The biggest issue with the current process oil companies use to resolve scale build up in their pipelines is that it varies from engineer to engineer and company to company. Everyone has their own individual process to determine when the pipeline is no longer performing adequately and the deposits must be removed via a chemical flush.

The primary objective of utilizing a deep learning image recognition solution was to standardize the process. Scale Protection, leading global experts in maintaining optimal pipelines for their clients, wants to remove the guesswork and make this entire process systematic.

Well, in order to accomplish this they would need data…a lot of data. To access the data, Scale Protection offered to run deposit buildup analysis for free for their clients as well as simulated lab experiments that would provide a large enough data set to identify patterns of the crystal makeup of the scales. Once they identified similar traits among the various types of crystal deposits, they could then nail down the most opportunistic time to flush them out with their proprietary chemical solutions, thereby maintaining a constant level of production without any unexpected disruption.

However, that still didn’t solve the problem of automating a standardized system that tells their clients exactly when and in what proportions to add more chemicals to their pipes. In essence, it was still a manual process.

Enter Restb.

“Restb’s technology has allowed Scale Protection to automatically understand and pull patterns from microscopic images taken of the crystals placed in the oil pipes,” says Restb co-founder Angel Esteban. “Our artificial intelligence acts like a chemical engineer, appreciating the quantity of certain types of chemical substances with a human-like accuracy”


Here’s a deeper look at the details of how Restb’s image recognition technology has automated and advanced the ability of oil production teams to understand how often they need to utilize Scale Protection’s solutions in order to maintain optimal conditions.

First, we produced scale in the laboratory and then took microscopic images for each of the different inhibitor concentrations. The ion concentration also made it possible to accurately calculate how effective the inhibitor was, Si Efficiency Ba. This is not possible in a real-life situation, but the test was done to see if the morphology recognition could be modeled in a way as to give a reasonable estimate of the efficiency of the inhibitor.

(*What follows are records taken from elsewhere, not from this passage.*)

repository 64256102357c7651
mod build;
mod interaction;
mod view;
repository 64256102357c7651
mod app;

use std::path::{Path, PathBuf};

use anyhow::{Context, Result, anyhow};
use authorship_map::data::load_dataset;
use authorship_map::export::Snapshot;
use authorship_map::{FilterCriteria, LayoutConfig, filter, initial_layout, relayout};
use clap::Parser;
use tracing::info;
use tracing_subscriber::EnvFilter;

#[derive(Debug, Parser)]
#[command(author, version, about)]
struct Args {
    #[arg(
        long,
        default_value = "data",
        help = "Directory holding personnel.ndjson and publications.ndjson"
    )]
    data_dir: PathBuf,

    #[arg(long, help = "JSON file overriding layout constants")]
    layout_config: Option<PathBuf>,

    #[arg(long = "subteam", help = "Subteam tag to show; repeatable")]
    subteams: Vec<String>,

    #[arg(long)]
    pi_only: bool,

    #[arg(long = "person", help = "Person id to select explicitly; repeatable")]
    people: Vec<String>,

    #[arg(long, help = "Write a JSON snapshot here instead of opening the viewer")]
    export: Option<PathBuf>,

    #[arg(long, default_value = "info")]
    log_level: String,
}

impl Args {
    fn criteria(&self) -> FilterCriteria {
        FilterCriteria::new()
            .with_subteams(&self.subteams)
            .with_pi_only(self.pi_only)
            .with_selected_people(&self.people)
    }
}

fn init_tracing(level: &str) {
    let filter = EnvFilter::try_from_default_env()
        .or_else(|_| EnvFilter::try_new(level))
        .unwrap_or_else(|_| EnvFilter::new("info"));

    tracing_subscriber::fmt()
        .with_env_filter(filter)
        .with_target(false)
        .compact()
        .init();
}

fn export(args: &Args, config: &LayoutConfig, path: &Path) -> Result<()> {
    let mut graph = load_dataset(&args.data_dir)?;
    let criteria = args.criteria();

    initial_layout(&mut graph, &config.initial);
    let summary = filter::apply(&mut graph, &criteria);
    let layout = relayout(&mut graph, &criteria, config);

    Snapshot::capture(&graph, &criteria, summary, layout).write(path)?;
    info!(path = %path.display(), "wrote snapshot");
    Ok(())
}

fn main() -> Result<()> {
    let args = Args::parse();
    init_tracing(&args.log_level);

    let config = match &args.layout_config {
        Some(path) => LayoutConfig::load(path)?,
        None => LayoutConfig::default(),
    };

    if let Some(path) = &args.export {
        return export(&args, &config, path)
            .with_context(|| format!("export to {} failed", path.display()));
    }

    let options = eframe::NativeOptions {
        viewport: eframe::egui::ViewportBuilder::default().with_inner_size([1440.0, 920.0]),
        ..Default::default()
    };

    let criteria = args.criteria();
    let data_dir = args.data_dir.clone();
    eframe::run_native(
        "Authorship Map",
        options,
        Box::new(move |cc| {
            Ok(Box::new(app::AuthorshipApp::new(
                cc,
                data_dir.clone(),
                config.clone(),
                criteria.clone(),
            )))
        }),
    )
    .map_err(|error| anyhow!("viewer failed: {error}"))
}
use authorship_map::layout::LayoutMode;
use eframe::egui::{self, RichText, Ui};
use fuzzy_matcher::FuzzyMatcher;
use fuzzy_matcher::skim::SkimMatcherV2;

use super::super::{LabelMode, ViewModel};

const PICKER_RESULT_LIMIT: usize = 60;

fn fuzzy_match_score(matcher: &SkimMatcherV2, text: &str, query: &str) -> Option<i64> {
    matcher
        .fuzzy_match(text, query)
        .or_else(|| matcher.fuzzy_match(&text.to_lowercase(), &query.to_lowercase()))
}

impl ViewModel {
    fn picker_matches(&self) -> Vec<usize> {
        let query = self.people_search.trim();
        if query.is_empty() {
            return (0..self.directory.len()).take(PICKER_RESULT_LIMIT).collect();
        }

        let matcher = SkimMatcherV2::default();
        let mut scored = self
            .directory
            .iter()
            .enumerate()
            .filter_map(|(index, entry)| {
                fuzzy_match_score(&matcher, &entry.name, query).map(|score| (score, index))
            })
            .collect::<Vec<_>>();
        scored.sort_by(|a, b| b.0.cmp(&a.0).then_with(|| a.1.cmp(&b.1)));
        scored
            .into_iter()
            .take(PICKER_RESULT_LIMIT)
            .map(|(_, index)| index)
            .collect()
    }

    fn draw_subteam_filters(&mut self, ui: &mut Ui) {
        ui.label(RichText::new("Subteams").strong());
        if self.subteam_tags.is_empty() {
            ui.label("No subteam tags in this dataset.");
            return;
        }

        ui.horizontal_wrapped(|ui| {
            for tag in &self.subteam_tags {
                let mut checked = self.draft.subteams.contains(tag);
                if ui.checkbox(&mut checked, tag.as_str()).changed() {
                    if checked {
                        self.draft.subteams.insert(tag.clone());
                    } else {
                        self.draft.subteams.remove(tag);
                    }
                }
            }
        });
    }

    fn draw_people_picker(&mut self, ui: &mut Ui) {
        ui.label(RichText::new("People").strong())
            .on_hover_text("Explicitly selected people are always shown.");

        if !self.draft.selected_people.is_empty() {
            let mut removed = None;
            ui.horizontal_wrapped(|ui| {
                for (position, id) in self.draft.selected_people.iter().enumerate() {
                    let name = self
                        .directory
                        .iter()
                        .find(|entry| &entry.id == id)
                        .map_or(id.as_str(), |entry| entry.name.as_str());
                    if ui
                        .small_button(format!("{name} x"))
                        .on_hover_text("Remove from selection")
                        .clicked()
                    {
                        removed = Some(position);
                    }
                }
            });
            if let Some(position) = removed {
                self.draft.selected_people.remove(position);
            }
        }

        ui.add(
            egui::TextEdit::singleline(&mut self.people_search).hint_text("Search people..."),
        );

        let matches = self.picker_matches();
        let mut toggled = Vec::new();
        egui::ScrollArea::vertical()
            .id_salt("people_picker")
            .max_height(220.0)
            .auto_shrink([false, true])
            .show(ui, |ui| {
                for index in matches {
                    let entry = &self.directory[index];
                    let mut checked = self.draft.selected_people.contains(&entry.id);
                    let label = if entry.subteam.is_empty() {
                        entry.name.clone()
                    } else {
                        format!("{}  ({})", entry.name, entry.subteam)
                    };
                    if ui.checkbox(&mut checked, label).changed() {
                        toggled.push((entry.id.clone(), checked));
                    }
                }
            });

        for (id, checked) in toggled {
            if checked {
                if !self.draft.selected_people.contains(&id) {
                    self.draft.selected_people.push(id);
                }
            } else {
                self.draft.selected_people.retain(|selected| selected != &id);
            }
        }
    }

    pub(in crate::app) fn draw_controls(&mut self, ui: &mut Ui) {
        ui.heading("Filters");
        ui.separator();
        ui.add_space(4.0);

        self.draw_subteam_filters(ui);
        ui.add_space(6.0);
        ui.checkbox(&mut self.draft.pi_only, "PI only")
            .on_hover_text("Show only principal investigators.");
        ui.add_space(6.0);
        self.draw_people_picker(ui);

        ui.add_space(6.0);
        ui.horizontal(|ui| {
            let pending = self.draft != self.applied;
            if ui
                .add_enabled(pending, egui::Button::new("Apply"))
                .on_hover_text("Apply the filters and lay the graph out again.")
                .clicked()
            {
                self.apply_filters();
            }
            if ui.button("Clear").clicked() {
                self.clear_filters();
            }
        });

        ui.separator();
        ui.label(RichText::new("View").strong());
        ui.horizontal(|ui| {
            ui.selectable_value(&mut self.label_mode, LabelMode::All, "All labels");
            ui.selectable_value(&mut self.label_mode, LabelMode::Hover, "Labels on hover");
        });
        if ui
            .button("Center")
            .on_hover_text("Fit the visible graph into the canvas.")
            .clicked()
        {
            self.fit_requested = true;
        }

        ui.separator();
        ui.label(RichText::new("Layout").strong());
        if let Some(layout) = &self.layout {
            let mode = match layout.mode {
                LayoutMode::Rings => "rings",
                LayoutMode::Spread => "spread",
                LayoutMode::Initial => "initial",
            };
            ui.label(format!("mode: {mode}"));
            ui.label(format!(
                "publication ring: {:.0} ({} placed)",
                layout.publication_radius, layout.placed_publications
            ));
            for (ring, people) in layout.people_rings.iter().enumerate() {
                ui.label(format!(
                    "people ring {}: {:.0} ({} placed)",
                    ring + 1,
                    people.radius,
                    people.count
                ));
            }
        }
        if self.summary.pruned_people > 0 {
            ui.label(format!(
                "{} people hidden for lack of visible publications",
                self.summary.pruned_people
            ));
        }
    }
}
use std::collections::HashSet;

use authorship_map::NodeKind;
use authorship_map::util::wrap_label;
use eframe::egui::{self, Align2, Color32, FontId, Pos2, Rect, Sense, Stroke, Ui, vec2};

use super::super::render_utils::{
    blend_color, dim_color, draw_background, segment_visible, world_to_screen,
};
use super::super::{LabelMode, ViewModel};

const HIGHLIGHT_COLOR: Color32 = Color32::from_rgb(245, 206, 93);

impl ViewModel {
    pub(in crate::app) fn draw_graph(&mut self, ui: &mut Ui) {
        if self.graph_dirty {
            self.rebuild_render_graph();
        }

        let (rect, response) = ui.allocate_exact_size(ui.available_size(), Sense::click_and_drag());
        let painter = ui.painter_at(rect);

        if self.fit_requested {
            self.fit_to_view(rect);
        }

        self.handle_graph_zoom(ui, rect, &response);
        self.handle_graph_pan(&response);
        draw_background(&painter, rect, self.pan, self.zoom);

        let Some(cache) = self.render_graph.as_ref() else {
            return;
        };

        if cache.nodes.is_empty() {
            painter.text(
                rect.center(),
                Align2::CENTER_CENTER,
                "No people or publications match the current filters.",
                FontId::proportional(15.0),
                Color32::from_gray(200),
            );
            return;
        }

        let pan = self.pan;
        let zoom = self.zoom;
        let radius_scale = zoom.sqrt();
        let screen_positions = cache
            .nodes
            .iter()
            .map(|node| world_to_screen(rect, pan, zoom, node.world_pos))
            .collect::<Vec<_>>();
        let screen_radii = cache
            .nodes
            .iter()
            .map(|node| (node.radius * radius_scale).clamp(2.0, 48.0))
            .collect::<Vec<_>>();

        let visible = self.visible_indices(rect, &screen_positions, &screen_radii);
        let mut on_screen = vec![false; cache.nodes.len()];
        for &index in &visible {
            on_screen[index] = true;
        }

        let hovered = self.hovered_index(ui, &visible, &screen_positions, &screen_radii);
        if hovered.is_some() {
            ui.output_mut(|output| {
                output.cursor_icon = egui::CursorIcon::PointingHand;
            });
        }

        let pending_selection = response
            .clicked_by(egui::PointerButton::Primary)
            .then(|| hovered.map(|index| cache.nodes[index].id.clone()));

        let selected_index = self
            .selected
            .as_ref()
            .and_then(|id| cache.index_by_id.get(id).copied());
        let related = selected_index
            .map(|index| cache.neighbors[index].iter().copied().collect::<HashSet<_>>())
            .unwrap_or_default();
        let selection_active = selected_index.is_some();

        let edge_width = (1.1 * radius_scale).clamp(0.5, 3.0);
        for &(person, publication) in &cache.edges {
            let start = screen_positions[person];
            let end = screen_positions[publication];
            if !on_screen[person] && !on_screen[publication] && !segment_visible(rect, start, end) {
                continue;
            }

            let touches_selection =
                selected_index.is_some_and(|index| index == person || index == publication);
            let stroke = if touches_selection {
                Stroke::new(edge_width * 2.0, HIGHLIGHT_COLOR)
            } else if selection_active {
                Stroke::new(edge_width, Color32::from_rgba_unmultiplied(70, 76, 86, 90))
            } else {
                Stroke::new(edge_width, Color32::from_rgba_unmultiplied(110, 118, 130, 150))
            };
            painter.line_segment([start, end], stroke);
        }

        for &index in &cache.draw_order {
            if !on_screen[index] {
                continue;
            }

            let node = &cache.nodes[index];
            let position = screen_positions[index];
            let radius = screen_radii[index];
            let is_selected = selected_index == Some(index);
            let is_related = related.contains(&index);
            let is_hovered = hovered == Some(index);

            let color = if is_selected {
                HIGHLIGHT_COLOR
            } else if is_hovered {
                blend_color(node.color, Color32::WHITE, 0.35)
            } else if is_related {
                blend_color(node.color, HIGHLIGHT_COLOR, 0.35)
            } else if selection_active {
                dim_color(node.color, 0.45)
            } else {
                node.color
            };
            let outline = if node.is_pi {
                Stroke::new(2.4, Color32::from_gray(235))
            } else {
                Stroke::new(1.0, Color32::from_rgba_unmultiplied(10, 10, 10, 200))
            };

            match node.kind {
                NodeKind::Person => {
                    painter.circle_filled(position, radius, color);
                    painter.circle_stroke(position, radius, outline);
                }
                NodeKind::Publication => {
                    let square = Rect::from_center_size(position, vec2(radius * 2.0, radius * 2.0));
                    painter.rect_filled(square, 2.0, color);
                }
            }

            let draw_label = match self.label_mode {
                LabelMode::All => true,
                LabelMode::Hover => is_hovered || is_selected || is_related,
            };
            if draw_label {
                Self::draw_node_label(&painter, position, radius, &node.label, node.kind);
            }
        }

        if let Some(selected) = pending_selection {
            self.set_selected(selected);
        }
    }

    fn draw_node_label(
        painter: &egui::Painter,
        position: Pos2,
        radius: f32,
        label: &str,
        kind: NodeKind,
    ) {
        let text = match kind {
            NodeKind::Person => label.to_owned(),
            NodeKind::Publication => wrap_label(label, 24, 3),
        };
        painter.text(
            position + vec2(0.0, radius + 3.0),
            Align2::CENTER_TOP,
            text,
            FontId::proportional(11.5),
            Color32::from_gray(232),
        );
    }
}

Scale protection image recognition test

As you can see above, the morphology is sensitive to Scale Inhibitor concentration. However, it is seen as an uncertain exercise to base the evaluation upon a man-made (subjective) interpretation. Machine learning applications have been tested to see if more consistent evaluation can be achieved.

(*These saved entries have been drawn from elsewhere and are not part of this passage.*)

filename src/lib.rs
//! Tank Defense - two-player cooperative tank arcade game
//!
//! Core modules:
//! - `sim`: Deterministic simulation (tanks, weapons, missiles, AI, progression)
//! - `game`: Composition root wiring the simulation to injected services
//! - `config`: Data-driven game balance with baked-in defaults
//! - `settings`: Player preferences (audio, vibration)
//! - `audio`: Sound effect ids and the sink the game plays them through
//! - `platform`: Per-player input sources
//! - `renderer`: Per-entity render sink

pub mod audio;
pub mod config;
pub mod error;
pub mod game;
pub mod platform;
pub mod renderer;
pub mod settings;
pub mod sim;

pub use config::{ConfigProvider, GameConfig};
pub use error::{Error, Result};
pub use game::Game;
pub use settings::Settings;

use glam::Vec2;

/// Game configuration constants
pub mod consts {
    /// Frames with a longer delta than this skip the update (tab was backgrounded)
    pub const MAX_FRAME_DT: f32 = 0.1;

    /// Tank footprint (axis-aligned, independent of hull angle)
    pub const TANK_WIDTH: f32 = 30.0;
    pub const TANK_HEIGHT: f32 = 20.0;
    /// Distance from tank centre to the muzzle
    pub const MUZZLE_DISTANCE: f32 = 25.0;

    /// Tanks are kept this far inside the arena edge
    pub const TANK_EDGE_MARGIN: f32 = 20.0;

    /// Boundary wall thickness
    pub const WALL_THICKNESS: f32 = 10.0;

    /// Eagle sits this far above the bottom edge
    pub const EAGLE_BOTTOM_OFFSET: f32 = 60.0;

    /// Player spawn offsets from the eagle
    pub const SPAWN_OFFSET_X: f32 = 60.0;
    pub const SPAWN_OFFSET_Y: f32 = -80.0;

    /// Bullets nudge this fraction of a second along their new velocity after a bounce
    pub const BOUNCE_NUDGE: f32 = 0.1;
    /// Nudge used for shield deflections (larger, the eagle is solid)
    pub const SHIELD_NUDGE: f32 = 0.2;

    /// Number of trail points a missile keeps
    pub const MISSILE_TRAIL_LENGTH: usize = 12;
}

/// Normalized angle to [-π, π)
#[inline]
pub fn normalize_angle(mut angle: f32) -> f32 {
    use std::f32::consts::PI;
    while angle >= PI {
        angle -= 2.0 * PI;
    }
    while angle < -PI {
        angle += 2.0 * PI;
    }
    angle
}

/// Signed shortest rotation from `from` to `to`, in [-π, π)
#[inline]
pub fn angle_delta(from: f32, to: f32) -> f32 {
    normalize_angle(to - from)
}

/// Unit vector for a heading angle
#[inline]
pub fn heading(angle: f32) -> Vec2 {
    Vec2::new(angle.cos(), angle.sin())
}

/// Heading angle of a vector (atan2)
#[inline]
pub fn angle_of(v: Vec2) -> f32 {
    v.y.atan2(v.x)
}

With the support of Restb, we trained an image recognition model using 150 images of scale crystals made without any inhibitor present and with high inhibitor, above 5 ppm. This model was then applied to 50 new images from each tested inhibitor levels.

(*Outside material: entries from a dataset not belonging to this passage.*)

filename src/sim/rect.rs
//! Axis-aligned rectangles
//!
//! Every collision in the arena is rectangle vs rectangle: tanks use a fixed
//! footprint regardless of hull angle, and bullets, missiles and power-ups use
//! the square around their radius.

use glam::Vec2;
use serde::{Deserialize, Serialize};

/// Rectangle stored as top-left corner plus size
#[derive(Debug, Clone, Copy, PartialEq, Serialize, Deserialize)]
pub struct Rect {
    pub x: f32,
    pub y: f32,
    pub w: f32,
    pub h: f32,
}

impl Rect {
    pub const fn new(x: f32, y: f32, w: f32, h: f32) -> Self {
        Self { x, y, w, h }
    }

    /// Rectangle of the given size centred on `center`
    pub fn centered(center: Vec2, w: f32, h: f32) -> Self {
        Self::new(center.x - w / 2.0, center.y - h / 2.0, w, h)
    }

    /// Square enclosing a circle
    pub fn around(center: Vec2, radius: f32) -> Self {
        Self::centered(center, radius * 2.0, radius * 2.0)
    }

    #[inline]
    pub fn right(&self) -> f32 {
        self.x + self.w
    }

    #[inline]
    pub fn bottom(&self) -> f32 {
        self.y + self.h
    }

    #[inline]
    pub fn center(&self) -> Vec2 {
        Vec2::new(self.x + self.w / 2.0, self.y + self.h / 2.0)
    }

    /// Strict overlap test (touching edges do not count)
    #[inline]
    pub fn overlaps(&self, other: &Rect) -> bool {
        self.x < other.right()
            && self.right() > other.x
            && self.y < other.bottom()
            && self.bottom() > other.y
    }

    pub fn contains(&self, p: Vec2) -> bool {
        p.x >= self.x && p.x <= self.right() && p.y >= self.y && p.y <= self.bottom()
    }

    /// Grow by `margin` on every side
    pub fn inflate(&self, margin: f32) -> Rect {
        Rect::new(
            self.x - margin,
            self.y - margin,
            self.w + margin * 2.0,
            self.h + margin * 2.0,
        )
    }

    /// Overlap depth along each axis, `None` when disjoint
    pub fn penetration(&self, other: &Rect) -> Option<Vec2> {
        if !self.overlaps(other) {
            return None;
        }
        let x = (self.right() - other.x).min(other.right() - self.x);
        let y = (self.bottom() - other.y).min(other.bottom() - self.y);
        Some(Vec2::new(x, y))
    }
}

/// Which face of a rectangle a moving body struck
#[derive(Debug, Clone, Copy, PartialEq, Eq)]
pub enum HitAxis {
    /// Left or right face, flip the horizontal velocity
    Vertical,
    /// Top or bottom face, flip the vertical velocity
    Horizontal,
}

/// Pick the struck face from the shallower penetration axis
pub fn hit_axis(body: &Rect, wall: &Rect) -> Option<HitAxis> {
    body.penetration(wall).map(|depth| {
        if depth.x < depth.y {
            HitAxis::Vertical
        } else {
            HitAxis::Horizontal
        }
    })
}

/// Mirror a velocity off the struck face
pub fn reflect_velocity(velocity: Vec2, axis: HitAxis) -> Vec2 {
    match axis {
        HitAxis::Vertical => Vec2::new(-velocity.x, velocity.y),
        HitAxis::Horizontal => Vec2::new(velocity.x, -velocity.y),
    }
}

#[cfg(test)]
mod tests {
    use super::*;

    #[test]
    fn test_overlap() {
        let a = Rect::new(0.0, 0.0, 10.0, 10.0);
        assert!(a.overlaps(&Rect::new(5.0, 5.0, 10.0, 10.0)));
        assert!(!a.overlaps(&Rect::new(20.0, 0.0, 5.0, 5.0)));
        // Touching edges are not an overlap
        assert!(!a.overlaps(&Rect::new(10.0, 0.0, 5.0, 5.0)));
    }

    #[test]
    fn test_centered() {
        let r = Rect::centered(Vec2::new(100.0, 50.0), 30.0, 20.0);
        assert_eq!(r, Rect::new(85.0, 40.0, 30.0, 20.0));
        assert_eq!(r.center(), Vec2::new(100.0, 50.0));
    }

    #[test]
    fn test_hit_axis_side_face() {
        // Bullet poking 2px into the left face of a tall wall
        let wall = Rect::new(100.0, 0.0, 20.0, 100.0);
        let bullet = Rect::around(Vec2::new(99.0, 50.0), 3.0);
        assert_eq!(hit_axis(&bullet, &wall), Some(HitAxis::Vertical));
    }

    #[test]
    fn test_hit_axis_top_face() {
        let wall = Rect::new(0.0, 100.0, 100.0, 20.0);
        let bullet = Rect::around(Vec2::new(50.0, 99.0), 3.0);
        assert_eq!(hit_axis(&bullet, &wall), Some(HitAxis::Horizontal));
    }

    #[test]
    fn test_hit_axis_miss() {
        let wall = Rect::new(0.0, 0.0, 10.0, 10.0);
        let bullet = Rect::around(Vec2::new(50.0, 50.0), 3.0);
        assert_eq!(hit_axis(&bullet, &wall), None);
    }

    #[test]
    fn test_reflect_velocity() {
        let v = Vec2::new(100.0, -40.0);
        assert_eq!(reflect_velocity(v, HitAxis::Vertical), Vec2::new(-100.0, -40.0));
        assert_eq!(reflect_velocity(v, HitAxis::Horizontal), Vec2::new(100.0, 40.0));
    }

    #[test]
    fn test_inflate_and_contains() {
        let r = Rect::new(10.0, 10.0, 10.0, 10.0).inflate(5.0);
        assert!(r.contains(Vec2::new(6.0, 6.0)));
        assert!(!r.contains(Vec2::new(4.0, 6.0)));
    }
}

The figure below shows average numbers are calculated for each of the 50 values in each dataset. The 10 images selected in each average are randomly selected among the 50. This shows that the average Si Efficiency calculated by the Deep Learning model (SI-Efficiency DL) does correlate well with the SI-Efficiency Ba from the ion measurements.

In other words, this proves that by processing 10 images it is possible with a fair level of accuracy to know at which conditions with regards to RSI the crystals are precipitated in. Marvelous!


Five SI-Efficiency DL averages for each dataset based on randomly selected pictures from the 50 available images at each Inhibitor concentration level.

In conclusion, by leveraging the image recognition and deep learning abilities of Restb’s API, Scale Protection has become an innovator in their field and the first company of its kind to offer its clients the ability to know exactly when to add the chemical dissolvents to maintain optimal oil production.